Predicted post-translational modifications 
There are few predicted kinase phosphorylation sites in this protein. Position 7 is predicted to be phosphorylated by CK1, VRK, and VRK2. Position 10 is predicted to be phosphorylated by CRK1, VRK, PKC, PLK, and AGC. Position 82 has a possible phosphorylation by TKL and MLK. Position 94 is predicted to be phosphorylated by PKC, AGC, MAPK, NEK, CMGC and IKK. 
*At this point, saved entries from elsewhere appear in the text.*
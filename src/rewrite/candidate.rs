//! Ordered backend candidates tried by the fallback dispatcher.

use std::time::Duration;

use crate::error::RewriteError;

/// Per-attempt timeout used when a candidate does not override it.
pub const DEFAULT_CANDIDATE_TIMEOUT: Duration = Duration::from_secs(30);

/// One interchangeable backend model target.
#[derive(Debug, Clone, PartialEq, Eq)]
pub struct ModelCandidate {
    id: String,
    timeout: Duration,
    base_url: Option<String>,
}

impl ModelCandidate {
    /// Creates a candidate with the default timeout and no endpoint override.
    #[must_use]
    pub fn new(id: impl Into<String>) -> Self {
        Self {
            id: id.into(),
            timeout: DEFAULT_CANDIDATE_TIMEOUT,
            base_url: None,
        }
    }

    /// Overrides the per-attempt timeout.
    #[must_use]
    pub const fn with_timeout(mut self, timeout: Duration) -> Self {
        self.timeout = timeout;
        self
    }

    /// Sends this candidate's requests to a different API base URL.
    #[must_use]
    pub fn with_base_url(mut self, base_url: impl Into<String>) -> Self {
        self.base_url = Some(base_url.into());
        self
    }

    /// Model identifier sent to the backend.
    #[must_use]
    pub const fn id(&self) -> &str {
        self.id.as_str()
    }

    /// Per-attempt timeout.
    #[must_use]
    pub const fn timeout(&self) -> Duration {
        self.timeout
    }

    /// Endpoint override, if any.
    #[must_use]
    pub fn base_url(&self) -> Option<&str> {
        self.base_url.as_deref()
    }
}

/// Non-empty candidate sequence in fixed priority order.
#[derive(Debug, Clone, PartialEq, Eq)]
pub struct CandidateList {
    candidates: Vec<ModelCandidate>,
}

impl CandidateList {
    /// Wraps an ordered candidate sequence.
    ///
    /// # Errors
    ///
    /// Returns [`RewriteError::Configuration`] when `candidates` is empty.
    pub fn new(candidates: Vec<ModelCandidate>) -> Result<Self, RewriteError> {
        if candidates.is_empty() {
            return Err(RewriteError::Configuration {
                message: "at least one backend model is required (use --models)".to_owned(),
            });
        }
        Ok(Self { candidates })
    }

    /// Parses a comma-separated list of `id` or `id@<seconds>` entries.
    ///
    /// Entries without an explicit timeout use `default_timeout`. Blank
    /// entries are skipped.
    ///
    /// # Errors
    ///
    /// Returns [`RewriteError::Configuration`] when no entries remain or a
    /// timeout suffix is not a positive whole number of seconds.
    pub fn parse(list: &str, default_timeout: Duration) -> Result<Self, RewriteError> {
        let candidates = list
            .split(',')
            .map(str::trim)
            .filter(|entry| !entry.is_empty())
            .map(|entry| parse_entry(entry, default_timeout))
            .collect::<Result<Vec<_>, _>>()?;

        Self::new(candidates)
    }

    /// Candidates in priority order.
    pub fn iter(&self) -> impl Iterator<Item = &ModelCandidate> {
        self.candidates.iter()
    }

    /// Number of candidates.
    #[must_use]
    pub const fn len(&self) -> usize {
        self.candidates.len()
    }

    /// Whether the list is empty; never true for a constructed list.
    #[must_use]
    pub const fn is_empty(&self) -> bool {
        self.candidates.is_empty()
    }
}

impl<'a> IntoIterator for &'a CandidateList {
    type Item = &'a ModelCandidate;
    type IntoIter = std::slice::Iter<'a, ModelCandidate>;

    fn into_iter(self) -> Self::IntoIter {
        self.candidates.iter()
    }
}

fn parse_entry(entry: &str, default_timeout: Duration) -> Result<ModelCandidate, RewriteError> {
    let Some((id, seconds)) = entry.rsplit_once('@') else {
        return Ok(ModelCandidate::new(entry).with_timeout(default_timeout));
    };

    let trimmed_id = id.trim();
    if trimmed_id.is_empty() {
        return Err(RewriteError::Configuration {
            message: format!("model entry '{entry}' is missing an identifier"),
        });
    }

    let timeout_secs = seconds
        .trim()
        .parse::<u64>()
        .ok()
        .filter(|value| *value > 0)
        .ok_or_else(|| RewriteError::Configuration {
            message: format!(
                "model entry '{entry}' has an invalid timeout; expected a positive number of seconds"
            ),
        })?;

    Ok(ModelCandidate::new(trimmed_id).with_timeout(Duration::from_secs(timeout_secs)))
}
//! Session history export.
//!
//! Rewrites recorded during a session can be exported for later reference:
//!
//! - **Markdown**: one section per rewrite, original and rewritten side by side
//! - **JSONL**: one JSON object per line for downstream tooling
//! - **CSV**: one row per rewrite for spreadsheets
//! - **Template**: a user-supplied Jinja2 template rendered with `minijinja`

mod csv;
mod jsonl;
mod markdown;
mod model;
mod template;

pub use csv::write_csv;
pub use jsonl::write_jsonl;
pub use markdown::write_markdown;
pub use model::ExportFormat;
pub use template::write_template;

use crate::error::RewriteError;

/// Converts an I/O error to a [`RewriteError::Io`].
fn io_error(error: &std::io::Error) -> RewriteError {
    RewriteError::Io {
        message: error.to_string(),
    }
}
ALAESM does have a few predicted  reactive sites. It is predicted to be palmitoylated at position 10, allowing the covalent attachment of fatty acids. It is predicted to undergo glycation at positions 21 and 101 which attaches a sugar molecule to the amino acid. It is predicted to have a nuclear export signal strand from position 55-64 which signals the protein to leave the nucleus. It likely can be glycosylated at position 82 and 94 which attaches a carbohydrate to the amino acid. It is predicted to be phosphorylated by unsp at position 10, 82, and 94 in the nucleus.

Structure 
The secondary structure of ALAESM is predicted to be structured as 55% random coil, 35% alpha helix and 9% extended strand. There are two alpha helices between positions 11-18 and 36-68. There are three 2 amino acid sections after position 80 and one 4 amino acid section at position 20 of extended strand. The rest of the protein is random coil. There is no transmembrane domain within ALAESM

Expression 
ALAESM is expressed throughout all tissue cells in the body. It is also expressed up to 2.5 times higher than its average level in the brain, spinal cord, adrenal gland and kidneys. The protein is expressed in the cytoplasm and since it is predicted to have a nuclear export signal, it is kept in the cytoplasm even in telophase when the nuclear envelope disassembles.

Homology 

Human C1orf122 does not have any paralogs, however it has multiple orthologs amongst placental mammals. These species range from cats, horses, rabbits, alpacas, and elephants. The sequence across these species are highly conserved.